Geneva ended up dragging on for a good three hours. It was nearly ruined by one of the payers, who had clearly signed up exclusively for the purpose of maneuvering Ilse into bed. He turned out to be the secret SS colonel too; but he was so hell-bent on fucking Ilse that he spent the whole evening out of character. Finally Miranda lured him into the kitchen in the back of the dining car, shoved a foot-long butcher knife into his chest, and left him in the fridge. She had played this role a couple of hundred times and knew the location of every potentially lethal object on the train.
After a ractive it was considered good form to go to the Green Room, a virtual pub where you could chat out-of-character with the other ractors. Miranda skipped it because she knew that the creep would be waiting for her there.
Next was a lull of an hour or so. Primetime in London was over, and New Yorkers were still eating dinner.
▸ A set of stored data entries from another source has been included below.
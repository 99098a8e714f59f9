use crate::value_objects::{OrderId, Price, Quantity, Side, Symbol, Timestamp, TraderId};
use chrono::Utc;
use serde::{Deserialize, Serialize};

#[derive(Debug, Clone, Copy, PartialEq, Eq, Hash, Serialize, Deserialize)]
#[serde(rename_all = "SCREAMING_SNAKE_CASE")]
pub enum OrderStatus {
    New,
    PartiallyFilled,
    Filled,
}

impl OrderStatus {
    pub fn is_final(&self) -> bool {
        matches!(self, OrderStatus::Filled)
    }

    pub fn is_active(&self) -> bool {
        matches!(self, OrderStatus::New | OrderStatus::PartiallyFilled)
    }
}

/// A limit order. Orders only ever leave the book by filling completely;
/// there is no cancel or modify path.
#[derive(Debug, Clone, Serialize, Deserialize)]
pub struct Order {
    pub id: OrderId,
    pub trader: TraderId,
    pub symbol: Symbol,
    pub side: Side,
    /// Original submitted size
    pub quantity: Quantity,
    pub filled_quantity: Quantity,
    pub price: Price,
    /// Arrival sequence assigned by the engine; tie-break within a price level
    pub seq: u64,
    pub status: OrderStatus,
    pub created_at: Timestamp,
    pub updated_at: Timestamp,
}

impl Order {
    pub fn new_limit(
        id: OrderId,
        trader: TraderId,
        symbol: Symbol,
        side: Side,
        quantity: Quantity,
        price: Price,
    ) -> Self {
        let now = Utc::now();
        Order {
            id,
            trader,
            symbol,
            side,
            quantity,
            filled_quantity: Quantity::ZERO,
            price,
            seq: 0,
            status: OrderStatus::New,
            created_at: now,
            updated_at: now,
        }
    }

    pub fn with_seq(mut self, seq: u64) -> Self {
        self.seq = seq;
        self
    }

    pub fn remaining_quantity(&self) -> Quantity {
        self.quantity.saturating_sub(self.filled_quantity)
    }

    pub fn is_filled(&self) -> bool {
        self.filled_quantity >= self.quantity
    }

    pub fn fill(&mut self, quantity: Quantity, now: Timestamp) {
        self.filled_quantity = self.filled_quantity + quantity;
        self.updated_at = now;

        if self.is_filled() {
            self.status = OrderStatus::Filled;
        } else if self.filled_quantity > Quantity::ZERO {
            self.status = OrderStatus::PartiallyFilled;
        }
    }

    /// True when this order's limit overlaps a resting order's price on the
    /// opposite side.
    pub fn crosses(&self, resting_price: Price) -> bool {
        match self.side {
            Side::Buy => resting_price <= self.price,
            Side::Sell => resting_price >= self.price,
        }
    }

    pub fn validate(&self) -> Result<(), &'static str> {
        if !self.quantity.is_positive() {
            return Err("Quantity must be greater than zero");
        }
        if !self.price.is_positive() {
            return Err("Price must be greater than zero");
        }
        Ok(())
    }
}

impl PartialEq for Order {
    fn eq(&self, other: &Self) -> bool {
        self.id == other.id
    }
}

impl Eq for Order {}

impl std::hash::Hash for Order {
    fn hash<H: std::hash::Hasher>(&self, state: &mut H) {
        self.id.hash(state);
    }
}
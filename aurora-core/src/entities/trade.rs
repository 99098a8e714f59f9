use crate::value_objects::{OrderId, Price, Quantity, Side, Symbol, Timestamp, TradeId, TraderId};
use chrono::Utc;
use rust_decimal::Decimal;
use serde::{Deserialize, Serialize};

/// Execution record produced by the matching engine. The price is always the
/// resting order's limit: price improvement accrues to the aggressor.
#[derive(Debug, Clone, Serialize, Deserialize)]
pub struct Trade {
    pub id: TradeId,
    pub symbol: Symbol,
    pub price: Price,
    pub quantity: Quantity,
    pub buyer_order_id: OrderId,
    pub seller_order_id: OrderId,
    pub buyer: TraderId,
    pub seller: TraderId,
    /// The side of the order that was the aggressor (taker)
    pub taker_side: Side,
    /// Book sequence at execution; orders trades within the venue
    pub seq: u64,
    pub timestamp: Timestamp,
}

impl Trade {
    #[allow(clippy::too_many_arguments)]
    pub fn new(
        symbol: Symbol,
        price: Price,
        quantity: Quantity,
        buyer_order_id: OrderId,
        seller_order_id: OrderId,
        buyer: TraderId,
        seller: TraderId,
        taker_side: Side,
    ) -> Self {
        Trade {
            id: TradeId::new_v4(),
            symbol,
            price,
            quantity,
            buyer_order_id,
            seller_order_id,
            buyer,
            seller,
            taker_side,
            seq: 0,
            timestamp: Utc::now(),
        }
    }

    pub fn with_timestamp(mut self, timestamp: Timestamp) -> Self {
        self.timestamp = timestamp;
        self
    }

    pub fn with_seq(mut self, seq: u64) -> Self {
        self.seq = seq;
        self
    }

    /// Notional value of the trade (price * quantity)
    pub fn notional(&self) -> Decimal {
        self.price.inner() * self.quantity.inner()
    }

    /// Buyer was the maker (their order was resting in the book)
    pub fn buyer_is_maker(&self) -> bool {
        self.taker_side == Side::Sell
    }

    /// Returns the maker (resting) order id
    pub fn maker_order_id(&self) -> OrderId {
        if self.buyer_is_maker() {
            self.buyer_order_id
        } else {
            self.seller_order_id
        }
    }

    /// Returns the taker (aggressor) order id
    pub fn taker_order_id(&self) -> OrderId {
        if self.buyer_is_maker() {
            self.seller_order_id
        } else {
            self.buyer_order_id
        }
    }
}

impl PartialEq for Trade {
    fn eq(&self, other: &Self) -> bool {
        self.id == other.id
    }
}

impl Eq for Trade {}

impl std::hash::Hash for Trade {
    fn hash<H: std::hash::Hasher>(&self, state: &mut H) {
        self.id.hash(state);
    }
}

#[cfg(test)]
mod tests {
    use super::*;
    use rust_decimal_macros::dec;

    fn make_trade(taker_side: Side) -> Trade {
        Trade::new(
            Symbol::new("AAPL").unwrap(),
            Price::from(dec!(100)),
            Quantity::from(dec!(10)),
            1,
            2,
            TraderId::new("Alice").unwrap(),
            TraderId::new("Bob").unwrap(),
            taker_side,
        )
    }

    #[test]
    fn notional() {
        assert_eq!(make_trade(Side::Buy).notional(), dec!(1000));
    }

    #[test]
    fn maker_taker_mapping() {
        let trade = make_trade(Side::Buy);
        assert!(!trade.buyer_is_maker());
        assert_eq!(trade.maker_order_id(), 2);
        assert_eq!(trade.taker_order_id(), 1);

        let trade = make_trade(Side::Sell);
        assert!(trade.buyer_is_maker());
        assert_eq!(trade.maker_order_id(), 1);
        assert_eq!(trade.taker_order_id(), 2);
    }
}
use aurora_core::EngineEvent;
use std::sync::Arc;
use std::sync::atomic::{AtomicUsize, Ordering};
use tokio::sync::broadcast;

/// Event sink callable from the engine thread (sync context)
pub trait EventSink: Send + Sync {
    fn send(&self, event: EngineEvent);
}

/// Broadcast-based event publisher.
///
/// Fans engine events out to any number of subscribers; sending with no
/// subscribers is a no-op rather than an error.
pub struct BroadcastEventPublisher {
    tx: broadcast::Sender<EngineEvent>,
    subscriber_count: Arc<AtomicUsize>,
}

impl BroadcastEventPublisher {
    pub fn new(capacity: usize) -> Self {
        let (tx, _) = broadcast::channel(capacity);
        BroadcastEventPublisher {
            tx,
            subscriber_count: Arc::new(AtomicUsize::new(0)),
        }
    }

    /// Subscribe to all engine events
    pub fn subscribe(&self) -> broadcast::Receiver<EngineEvent> {
        self.subscriber_count.fetch_add(1, Ordering::SeqCst);
        self.tx.subscribe()
    }

    /// Unsubscribe (decrement counter)
    pub fn unsubscribe(&self) {
        self.subscriber_count.fetch_sub(1, Ordering::SeqCst);
    }

    pub fn subscriber_count(&self) -> usize {
        self.subscriber_count.load(Ordering::SeqCst)
    }
}

impl EventSink for BroadcastEventPublisher {
    fn send(&self, event: EngineEvent) {
        // No subscribers is fine
        let _ = self.tx.send(event);
    }
}

impl Default for BroadcastEventPublisher {
    fn default() -> Self {
        Self::new(10_000)
    }
}

impl Clone for BroadcastEventPublisher {
    fn clone(&self) -> Self {
        BroadcastEventPublisher {
            tx: self.tx.clone(),
            subscriber_count: Arc::clone(&self.subscriber_count),
        }
    }
}

#[cfg(test)]
mod tests {
    use super::*;
    use aurora_core::{Order, OrderAcceptedEvent, Price, Quantity, Side, Symbol, TraderId};
    use rust_decimal_macros::dec;

    fn test_event() -> EngineEvent {
        let order = Order::new_limit(
            1,
            TraderId::new("Alice").unwrap(),
            Symbol::new("AAPL").unwrap(),
            Side::Buy,
            Quantity::from(dec!(1)),
            Price::from(dec!(100)),
        );
        EngineEvent::OrderAccepted(OrderAcceptedEvent::from(&order))
    }

    #[tokio::test]
    async fn subscribe_and_receive() {
        let publisher = BroadcastEventPublisher::new(16);
        let mut rx = publisher.subscribe();

        publisher.send(test_event());

        match rx.recv().await.unwrap() {
            EngineEvent::OrderAccepted(event) => assert_eq!(event.order_id, 1),
            other => panic!("unexpected event: {other:?}"),
        }
    }

    #[test]
    fn send_without_subscribers_is_noop() {
        let publisher = BroadcastEventPublisher::new(16);
        publisher.send(test_event());
        assert_eq!(publisher.subscriber_count(), 0);
    }
}
use serde::{Deserialize, Serialize};
use std::fmt;

/// Order side (Buy or Sell)
#[derive(Debug, Clone, Copy, PartialEq, Eq, Hash, Serialize, Deserialize)]
#[serde(rename_all = "SCREAMING_SNAKE_CASE")]
pub enum Side {
    Buy,
    Sell,
}

impl Side {
    /// Returns the opposite side
    pub fn opposite(&self) -> Self {
        match self {
            Side::Buy => Side::Sell,
            Side::Sell => Side::Buy,
        }
    }
}

impl fmt::Display for Side {
    fn fmt(&self, f: &mut fmt::Formatter<'_>) -> fmt::Result {
        match self {
            Side::Buy => write!(f, "BUY"),
            Side::Sell => write!(f, "SELL"),
        }
    }
}
use crate::error::EngineError;
use crate::infrastructure::engine::EngineHandle;
use aurora_core::Side;
use rand::rngs::StdRng;
use rand::{Rng, SeedableRng};
use rust_decimal::Decimal;
use std::time::Duration;

/// Configuration for the synthetic order feeder
#[derive(Debug, Clone)]
pub struct FeederConfig {
    /// Symbols to draw from
    pub symbols: Vec<String>,
    /// Traders to draw from
    pub traders: Vec<String>,
    /// Quantities are drawn uniformly from 1..=max_quantity
    pub max_quantity: i64,
    /// Integer limit prices drawn uniformly from min_price..=max_price
    pub min_price: i64,
    pub max_price: i64,
    /// Delay between generated orders
    pub interval: Duration,
}

impl Default for FeederConfig {
    fn default() -> Self {
        Self {
            symbols: ["AAPL", "MSFT", "TSLA", "GOOG"]
                .map(String::from)
                .to_vec(),
            traders: ["Alice", "Bob", "Charlie", "Dana"]
                .map(String::from)
                .to_vec(),
            max_quantity: 50,
            min_price: 90,
            max_price: 110,
            interval: Duration::from_millis(300),
        }
    }
}

/// One randomly drawn submission
#[derive(Debug, Clone)]
pub struct SyntheticOrder {
    pub trader: String,
    pub side: Side,
    pub symbol: String,
    pub quantity: Decimal,
    pub price: Decimal,
}

/// Generates a stream of random limit orders and submits them to the engine,
/// standing in for external traders.
pub struct OrderFeeder {
    config: FeederConfig,
    rng: StdRng,
}

impl OrderFeeder {
    pub fn new(config: FeederConfig) -> Self {
        Self {
            config,
            rng: SeedableRng::from_entropy(),
        }
    }

    /// Create with a specific seed for reproducible runs
    pub fn with_seed(config: FeederConfig, seed: u64) -> Self {
        Self {
            config,
            rng: SeedableRng::seed_from_u64(seed),
        }
    }

    /// Draw the next random order
    pub fn next_order(&mut self) -> SyntheticOrder {
        let trader = self.config.traders[self.rng.gen_range(0..self.config.traders.len())].clone();
        let symbol = self.config.symbols[self.rng.gen_range(0..self.config.symbols.len())].clone();
        let side = if self.rng.gen_bool(0.5) {
            Side::Buy
        } else {
            Side::Sell
        };
        let quantity = Decimal::from(self.rng.gen_range(1..=self.config.max_quantity));
        let price =
            Decimal::from(self.rng.gen_range(self.config.min_price..=self.config.max_price));

        SyntheticOrder {
            trader,
            side,
            symbol,
            quantity,
            price,
        }
    }

    /// Submit `count` orders, pausing `interval` between them. Stops early
    /// when the engine has shut down.
    pub async fn run_count(mut self, handle: EngineHandle, count: usize) {
        for _ in 0..count {
            if !self.submit_next(&handle) {
                return;
            }
            tokio::time::sleep(self.config.interval).await;
        }
    }

    /// Submit orders until the engine shuts down
    pub async fn run(mut self, handle: EngineHandle) {
        loop {
            if !self.submit_next(&handle) {
                return;
            }
            tokio::time::sleep(self.config.interval).await;
        }
    }

    fn submit_next(&mut self, handle: &EngineHandle) -> bool {
        let order = self.next_order();
        match handle.submit_order(
            &order.trader,
            order.side,
            &order.symbol,
            order.quantity,
            order.price,
        ) {
            Ok(id) => {
                tracing::debug!(
                    id,
                    trader = %order.trader,
                    side = %order.side,
                    symbol = %order.symbol,
                    quantity = %order.quantity,
                    price = %order.price,
                    "feeder submitted order"
                );
                true
            }
            Err(EngineError::QueueClosed) => {
                tracing::info!("feeder stopping, engine queue closed");
                false
            }
            Err(e) => {
                tracing::warn!(error = %e, "feeder order rejected");
                true
            }
        }
    }
}
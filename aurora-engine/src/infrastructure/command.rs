use crate::domain::MetricsSnapshot;
use aurora_core::{Order, PriceLevel, Timestamp, TraderId};
use rust_decimal::Decimal;
use serde::Serialize;
use std::collections::HashMap;
use tokio::sync::oneshot;

/// Commands processed by the engine thread. Submissions are fire-and-forget;
/// queries carry a reply channel and are answered with point-in-time copies,
/// sequenced behind every earlier submission on the same queue.
#[derive(Debug)]
pub enum EngineCommand {
    /// Submit a validated order for matching
    SubmitOrder { order: Order },

    /// Aggregated ladder rows for both sides
    GetDepth {
        depth: usize,
        response: oneshot::Sender<DepthResponse>,
    },

    /// Running trade metrics
    GetMetrics {
        response: oneshot::Sender<MetricsSnapshot>,
    },

    /// Per-trader signed cash
    GetPnl {
        response: oneshot::Sender<HashMap<TraderId, Decimal>>,
    },

    /// One consistent view of ladder and metrics, for reporting
    GetSnapshot {
        depth: usize,
        response: oneshot::Sender<MarketSnapshot>,
    },

    /// Stop the engine; doubles as the wake-up sentinel for a consumer
    /// parked on an empty queue
    Shutdown,
}

/// Response from a depth query
#[derive(Debug, Clone, Serialize)]
pub struct DepthResponse {
    pub bids: Vec<PriceLevel>,
    pub asks: Vec<PriceLevel>,
    pub sequence: u64,
}

/// Immutable point-in-time view of the venue
#[derive(Debug, Clone, Serialize)]
pub struct MarketSnapshot {
    pub bids: Vec<PriceLevel>,
    pub asks: Vec<PriceLevel>,
    pub metrics: MetricsSnapshot,
    pub sequence: u64,
    pub timestamp: Timestamp,
}

/// Counters maintained by the engine, readable from any handle
#[derive(Debug, Clone, Default)]
pub struct EngineStats {
    pub orders_processed: u64,
    pub orders_rested: u64,
    pub trades_executed: u64,
    pub commands_in_queue: usize,
}
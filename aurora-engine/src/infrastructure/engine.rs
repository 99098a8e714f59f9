use crate::domain::{MatchPolicy, MetricsSnapshot, OrderBook, PnlLedger, TradeMetrics};
use crate::error::{EngineError, Result};
use crate::infrastructure::command::{DepthResponse, EngineCommand, EngineStats, MarketSnapshot};
use crate::infrastructure::publisher::{BroadcastEventPublisher, EventSink};
use aurora_core::{
    EngineEvent, Order, OrderId, Price, Quantity, Side, Symbol, TraderId,
};
use chrono::Utc;
use crossbeam_channel::{Receiver, Sender, bounded};
use rust_decimal::Decimal;
use std::collections::HashMap;
use std::sync::Arc;
use std::sync::atomic::{AtomicU8, AtomicU64, Ordering};
use std::thread::{self, JoinHandle};
use tokio::sync::{broadcast, oneshot};

/// Engine configuration
#[derive(Debug, Clone)]
pub struct EngineConfig {
    /// Channel buffer size for commands; submitters block only when this
    /// many commands are already queued
    pub command_buffer_size: usize,
    /// Matching scan policy
    pub match_policy: MatchPolicy,
    /// Event broadcast capacity
    pub event_capacity: usize,
}

impl Default for EngineConfig {
    fn default() -> Self {
        Self {
            command_buffer_size: 10_000,
            match_policy: MatchPolicy::ScanAll,
            event_capacity: 10_000,
        }
    }
}

// Engine lifecycle constants
const ENGINE_STATE_ALIVE: u8 = 0;
const ENGINE_STATE_SHUTTING_DOWN: u8 = 1;
const ENGINE_STATE_DEAD: u8 = 2;

/// Handle to communicate with the engine thread. Cheap to clone; every
/// submitter and reader holds one of these, never the structures themselves.
#[derive(Clone)]
pub struct EngineHandle {
    sender: Sender<EngineCommand>,
    events: BroadcastEventPublisher,
    next_order_id: Arc<AtomicU64>,
    orders_processed: Arc<AtomicU64>,
    orders_rested: Arc<AtomicU64>,
    trades_executed: Arc<AtomicU64>,
    state: Arc<AtomicU8>,
}

impl EngineHandle {
    /// Validate and enqueue a limit order, returning its id. Rejections
    /// (`InvalidOrder`) happen here, before anything is enqueued; matching
    /// itself happens on the engine thread.
    pub fn submit_order(
        &self,
        trader: &str,
        side: Side,
        symbol: &str,
        quantity: Decimal,
        price: Decimal,
    ) -> Result<OrderId> {
        let trader =
            TraderId::new(trader).map_err(|e| EngineError::InvalidOrder(e.to_string()))?;
        let symbol = Symbol::new(symbol).map_err(|e| EngineError::InvalidOrder(e.to_string()))?;
        if quantity <= Decimal::ZERO {
            return Err(EngineError::InvalidOrder(
                "Quantity must be greater than zero".to_string(),
            ));
        }
        if price <= Decimal::ZERO {
            return Err(EngineError::InvalidOrder(
                "Price must be greater than zero".to_string(),
            ));
        }

        let id = self.next_order_id.fetch_add(1, Ordering::Relaxed);
        let order = Order::new_limit(
            id,
            trader,
            symbol,
            side,
            Quantity::from(quantity),
            Price::from(price),
        );

        self.send(EngineCommand::SubmitOrder { order })?;
        Ok(id)
    }

    /// Aggregated ladder rows for both sides, truncated to `depth`
    pub async fn depth(&self, depth: usize) -> Result<DepthResponse> {
        let (tx, rx) = oneshot::channel();
        self.send(EngineCommand::GetDepth {
            depth,
            response: tx,
        })?;
        rx.await.map_err(|_| EngineError::QueueClosed)
    }

    /// Running trade metrics
    pub async fn metrics(&self) -> Result<MetricsSnapshot> {
        let (tx, rx) = oneshot::channel();
        self.send(EngineCommand::GetMetrics { response: tx })?;
        rx.await.map_err(|_| EngineError::QueueClosed)
    }

    /// Per-trader signed cash
    pub async fn pnl(&self) -> Result<HashMap<TraderId, Decimal>> {
        let (tx, rx) = oneshot::channel();
        self.send(EngineCommand::GetPnl { response: tx })?;
        rx.await.map_err(|_| EngineError::QueueClosed)
    }

    /// One consistent point-in-time view of ladder and metrics
    pub async fn snapshot(&self, depth: usize) -> Result<MarketSnapshot> {
        let (tx, rx) = oneshot::channel();
        self.send(EngineCommand::GetSnapshot {
            depth,
            response: tx,
        })?;
        rx.await.map_err(|_| EngineError::QueueClosed)
    }

    /// Subscribe to engine events (accepted orders, rests, trades)
    pub fn subscribe(&self) -> broadcast::Receiver<EngineEvent> {
        self.events.subscribe()
    }

    /// Engine counters
    pub fn stats(&self) -> EngineStats {
        EngineStats {
            orders_processed: self.orders_processed.load(Ordering::Relaxed),
            orders_rested: self.orders_rested.load(Ordering::Relaxed),
            trades_executed: self.trades_executed.load(Ordering::Relaxed),
            commands_in_queue: self.sender.len(),
        }
    }

    pub fn is_alive(&self) -> bool {
        self.state.load(Ordering::Acquire) == ENGINE_STATE_ALIVE
    }

    /// Request a cooperative shutdown. The sentinel also unblocks a consumer
    /// parked on an empty queue; commands already queued ahead of it are
    /// still processed.
    pub fn shutdown(&self) -> Result<()> {
        self.state
            .store(ENGINE_STATE_SHUTTING_DOWN, Ordering::Release);
        self.sender
            .send(EngineCommand::Shutdown)
            .map_err(|_| EngineError::QueueClosed)
    }

    fn send(&self, cmd: EngineCommand) -> Result<()> {
        if !self.is_alive() {
            return Err(EngineError::QueueClosed);
        }
        self.sender.send(cmd).map_err(|_| EngineError::QueueClosed)
    }
}

/// The matching engine: sole owner and mutator of the order book, the PnL
/// ledger and the trade metrics. Consumes commands strictly sequentially on
/// a dedicated thread, which is what makes a trade's ledger pair and metrics
/// increment atomic to every reader.
pub struct MatchingEngine {
    book: OrderBook,
    ledger: PnlLedger,
    metrics: TradeMetrics,
    /// Arrival counter; stamped on orders as they are dequeued
    next_arrival_seq: u64,
    receiver: Receiver<EngineCommand>,
    events: BroadcastEventPublisher,
    orders_processed: Arc<AtomicU64>,
    orders_rested: Arc<AtomicU64>,
    trades_executed: Arc<AtomicU64>,
    state: Arc<AtomicU8>,
}

impl MatchingEngine {
    /// Spawn the engine thread and return its handle
    pub fn spawn(config: EngineConfig) -> (EngineHandle, JoinHandle<()>) {
        let (sender, receiver) = bounded(config.command_buffer_size);
        let events = BroadcastEventPublisher::new(config.event_capacity);
        let orders_processed = Arc::new(AtomicU64::new(0));
        let orders_rested = Arc::new(AtomicU64::new(0));
        let trades_executed = Arc::new(AtomicU64::new(0));
        let state = Arc::new(AtomicU8::new(ENGINE_STATE_ALIVE));

        let handle = EngineHandle {
            sender,
            events: events.clone(),
            next_order_id: Arc::new(AtomicU64::new(1)),
            orders_processed: Arc::clone(&orders_processed),
            orders_rested: Arc::clone(&orders_rested),
            trades_executed: Arc::clone(&trades_executed),
            state: Arc::clone(&state),
        };

        let engine = MatchingEngine {
            book: OrderBook::with_policy(config.match_policy),
            ledger: PnlLedger::new(),
            metrics: TradeMetrics::new(),
            next_arrival_seq: 0,
            receiver,
            events,
            orders_processed,
            orders_rested,
            trades_executed,
            state,
        };

        let thread_handle = thread::Builder::new()
            .name("matching-engine".to_string())
            .spawn(move || {
                engine.run();
            })
            .expect("Failed to spawn engine thread");

        (handle, thread_handle)
    }

    /// Main event loop - processes commands sequentially
    fn run(mut self) {
        tracing::info!(policy = ?self.book.policy(), "Matching engine started");

        loop {
            match self.receiver.recv() {
                Ok(cmd) => {
                    if !self.process_command(cmd) {
                        self.state
                            .store(ENGINE_STATE_SHUTTING_DOWN, Ordering::Release);
                        break;
                    }
                }
                Err(_) => {
                    // Every handle dropped; nothing more can arrive
                    tracing::info!("Engine command channel closed");
                    self.state
                        .store(ENGINE_STATE_SHUTTING_DOWN, Ordering::Release);
                    break;
                }
            }
        }

        self.state.store(ENGINE_STATE_DEAD, Ordering::Release);
        tracing::info!(
            orders = self.orders_processed.load(Ordering::Relaxed),
            trades = self.trades_executed.load(Ordering::Relaxed),
            "Matching engine shutdown complete"
        );
    }

    /// Process a single command, returns false on shutdown
    fn process_command(&mut self, cmd: EngineCommand) -> bool {
        match cmd {
            EngineCommand::SubmitOrder { order } => {
                self.handle_submit(order);
            }

            EngineCommand::GetDepth { depth, response } => {
                let _ = response.send(self.depth_response(depth));
            }

            EngineCommand::GetMetrics { response } => {
                let _ = response.send(self.metrics.snapshot());
            }

            EngineCommand::GetPnl { response } => {
                let _ = response.send(self.ledger.snapshot());
            }

            EngineCommand::GetSnapshot { depth, response } => {
                let _ = response.send(self.market_snapshot(depth));
            }

            EngineCommand::Shutdown => {
                return false;
            }
        }
        true
    }

    fn handle_submit(&mut self, order: Order) {
        let now = Utc::now();
        self.next_arrival_seq += 1;
        let order = order.with_seq(self.next_arrival_seq);

        self.events
            .send(EngineEvent::OrderAccepted((&order).into()));

        let (trades, remaining) = self.book.match_order(order, now);

        self.orders_processed.fetch_add(1, Ordering::Relaxed);
        self.trades_executed
            .fetch_add(trades.len() as u64, Ordering::Relaxed);

        for trade in &trades {
            // Both ledger legs and the metrics increment land before the
            // next command is drained; readers can only ever see whole trades
            self.ledger.apply_trade(trade);
            self.metrics.record(trade);
            self.events.send(EngineEvent::TradeExecuted(trade.into()));
            tracing::debug!(
                symbol = %trade.symbol,
                price = %trade.price,
                quantity = %trade.quantity,
                buyer = %trade.buyer,
                seller = %trade.seller,
                "trade executed"
            );
        }

        if let Some(rest) = remaining {
            self.book.add_order(rest.clone());
            self.orders_rested.fetch_add(1, Ordering::Relaxed);
            self.events.send(EngineEvent::OrderRested((&rest).into()));
        }
    }

    fn depth_response(&self, depth: usize) -> DepthResponse {
        let (bids, asks) = self.book.depth(depth);
        DepthResponse {
            bids,
            asks,
            sequence: self.book.sequence(),
        }
    }

    fn market_snapshot(&self, depth: usize) -> MarketSnapshot {
        let (bids, asks) = self.book.depth(depth);
        MarketSnapshot {
            bids,
            asks,
            metrics: self.metrics.snapshot(),
            sequence: self.book.sequence(),
            timestamp: Utc::now(),
        }
    }
}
Miranda went to the bathroom, ate a little snack, and picked up a few kiddy jobs. Kids on the West Coast were getting back from school and jumping right 'into the high-priced educational ractives that their parents made available to them. These things created a plethora of extremely short but fun roles; in quick succession, Miranda's face was morphed into a duck, a bunny, a talking tree, the eternally elusive Carmen Sandiego, and the repulsively cloying Doogie the Dinosaur. Each of them got a couple of lines at most:
"That's right! B stands for balloon! I like to play with balloons, don't you, Matthew?"
"Sound it out, Victoria! You can do it!"
"Soldier ants have larger and stronger jaws than their worker counterparts and play a key role in defending the nest from predators."
"Please don't throw me into that briar patch, Br'er Fox!"
"Hello, Roberta! I've been missing you all day. How was your field trip to Disneyland?"
"Twentieth-century airships were filled with flammable hydrogen, expensive helium, or inefficient hot air, but our modern versions are filled literally with nothing at all. High-strength nanostructures make it possible to pump all the air from an airship's envelope and fill it with a vacuum. Have you ever been on an airship, Thomas?"
Nell's further experiences with the Primer;
the origin of Princess Nell.
"Once upon a time there was a little Princess named Nell who was imprisoned in a tall dark castle on an island-"
"Why?"
"Nell and Harv had been locked up in the Dark Castle by their evil stepmother."
"Why didn't their father let them out of the Dark Castle?"
"Their father, who had protected them from the whims of the wicked stepmother, had gone sailing over the sea and never come back."
"Why did he never come back?"
"Their father was a fisherman. He went out on his boat every day. The sea is a vast and dangerous place, filled with monsters, storms, and other dangers. No one knows what fate befell him. Perhaps it was foolish of him to sail into such danger, but Nell knew better than to fret over things she could not change."
"Why did she have a wicked stepmother?"
"Nell's mother died one night when a monster came out of the sea and entered their cottage to snatch Nell and Harv, who were just babies. She fought with the monster and slew it, but in so doing suffered grievous wounds and died the next day with her adopted children still nestled in her bosom."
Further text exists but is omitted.